Riz - I've had a look at the exif of your image and, if you have manual control, you might want to try the following things:

Increase your ISO to 100-200
When taking a picture, set the f-stop at f5 and above if possible
Turn off any controls in your camera that are 'features' such as colour boost/contrast + etc etc etc. Basically you want it to be as raw as possible. Your exif is showing this: Lighting Type = PARTY/INDOOR. I'm not sure if this is a setting you can change, but if it is, change it to outdoor or similar. 


This may or may not help. It all depends on the camera, and I've never used the s6 so am not 100% sure what you can do with it. 

I'd also try not taking pics in such bright sunlight. Wait til a bit later on in the day, when the sun is lower. 

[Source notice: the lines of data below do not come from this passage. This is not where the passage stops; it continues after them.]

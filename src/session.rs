//! Session façade
//!
//! [`AuthSession`] ties the pieces together: it builds the authorization
//! request, hands it to a [`UserAgent`], redeems the callback through the
//! [`TokenManager`] and answers identity and flag queries from the claims of
//! the installed ID token.
//!
//! # Example
//!
//! ```no_run
//! use oidc_auth_session::{
//!     AuthSession, BrowserUserAgent, FileStorage, HttpTokenEndpoint, JwtKeyVerifier,
//!     SessionConfig,
//! };
//! use std::sync::Arc;
//!
//! # async fn example() -> Result<(), Box<dyn std::error::Error>> {
//! let config = SessionConfig::builder()
//!     .issuer("https://my-business.kinde.com")
//!     .client_id("my-client-id")
//!     .redirect_uri("my-url-scheme://kinde_callback")
//!     .post_logout_redirect_uri("my-url-scheme://kinde_callback")
//!     .build();
//!
//! let jwks = std::fs::read_to_string("jwks.json")?;
//! let session = AuthSession::new(
//!     config,
//!     Arc::new(HttpTokenEndpoint::new()),
//!     Arc::new(FileStorage::new()),
//!     Arc::new(JwtKeyVerifier::from_jwks(&jwks)?),
//! )?;
//!
//! if !session.is_authorized() {
//!     session.login(&BrowserUserAgent::new()).await?;
//! }
//! if let Some(user) = session.get_user_details() {
//!     println!("Signed in as {}", user.id);
//! }
//! let dark_mode = session.get_boolean_flag("is_dark_mode", Some(false))?;
//! # let _ = dark_mode;
//! # Ok(())
//! # }
//! ```

use std::sync::Arc;
use std::sync::atomic::{AtomicBool, Ordering};
use tokio::sync::watch;
use tokio_util::sync::CancellationToken;
use url::Url;

use crate::callbacks::{CallbackParams, UserAgent};
use crate::error::{AuthError, AuthResult, FlagError};
use crate::flags::FeatureFlagResolver;
use crate::manager::{SessionState, TokenManager, TokenSnapshot};
use crate::pkce::{CODE_CHALLENGE_METHOD, PkceChallenge};
use crate::storage::SecureStorage;
use crate::transport::TokenEndpoint;
use crate::types::{
    AuthRequestOptions, ClaimMap, ClaimValue, Flag, FlagValue, Organization, Permissions,
    SessionConfig, User, UserOrganizations,
};
use crate::verifier::SignatureVerifier;

/// OAuth2 / OIDC session for one client configuration
///
/// Sessions are independent: several may coexist in one process, each with
/// its own configuration and storage key.
#[derive(Debug, Clone)]
pub struct AuthSession {
    manager: TokenManager,
    flags: FeatureFlagResolver,
    login_active: Arc<AtomicBool>,
}

/// Clears the login-in-progress flag and settles the state when a login ends,
/// including when its future is dropped
struct LoginGuard<'a> {
    active: &'a AtomicBool,
    manager: &'a TokenManager,
}

impl<'a> LoginGuard<'a> {
    fn acquire(active: &'a AtomicBool, manager: &'a TokenManager) -> AuthResult<Self> {
        if active
            .compare_exchange(false, true, Ordering::AcqRel, Ordering::Acquire)
            .is_err()
        {
            return Err(AuthError::LoginInProgress);
        }
        manager.begin_login();
        Ok(Self { active, manager })
    }
}

impl Drop for LoginGuard<'_> {
    fn drop(&mut self) {
        self.manager.end_login();
        self.active.store(false, Ordering::Release);
    }
}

Oh, and use your flash if you don't already. If you do, try not using it and see how the pics come out.


----------



## riz (Dec 17, 2006)

whats f stop?


----------



## riz (Dec 17, 2006)

what about white balance? auto or outdoors etc?


----------



## Jakedoodles (Jan 16, 2006)

As I mentioned, there's a setting set on your camera that says party/indoor. That could well be your prob. White balance should be OK on auto, but personally I use cloudy. F stop is focus stop. It should say in the viewfinder what the current fstop is.


----------



## riz (Dec 17, 2006)

sortd i chngd the lighting thing, erm have to get the instruction leaflet for this f stop, what about EXp? im assuming this means exposure, so longer the time the more lgiht in?


----------



## Jakedoodles (Jan 16, 2006)

Cool. Exposure is how much light you let in yes, and is linked to your f stop, kinda. 

If you find pics are getting washed out, point your camera at the brightest part of the car when you half press to focus, then move the camera if need be to take the shot (so holding your finger on the button) This will trick the camera into thinking you're taking a picture of something very bright and it will adjust the exposure the compensate. That will mean the pics of your car will be less exposed, so not to washed out.


----------



## riz (Dec 17, 2006)

i c sneaky mate
cheers for that one


----------



## Brazo (Oct 27, 2005)

Riz

TBH mate I think its fown to the racing blue colour

I detailed a few in my time and I like to think i'm pretty handy with a camera but I just couldn't match racing blue! Maybe a studio setup is required with white balanced lights !!!!!


----------



## Alex L (Oct 25, 2005)

I have the same problem with the Mariner Blue MX5, in the flesh the paints alot darker than the photos show.

Just one of those things unfortunatly.


----------



## riz (Dec 17, 2006)

Brazo said:


> Riz
> 
> TBH mate I think its fown to the racing blue colour
> 
> I detailed a few in my time and I like to think i'm pretty handy with a camera but I just couldn't match racing blue! Maybe a studio setup is required with white balanced lights !!!!!


and a few birds spread eagled close to the bodywork?

cheers i had a feeling that was the case


----------



## Brazo (Oct 27, 2005)

A few birds on the car mate and you will no longer care what colour shade you are getting


----------



## andythilo (Mar 20, 2007)

As has been said, wrong time of day. Get out there at either 6am or 8pm and take your pics, the colour at that time of day is much warmer.


----------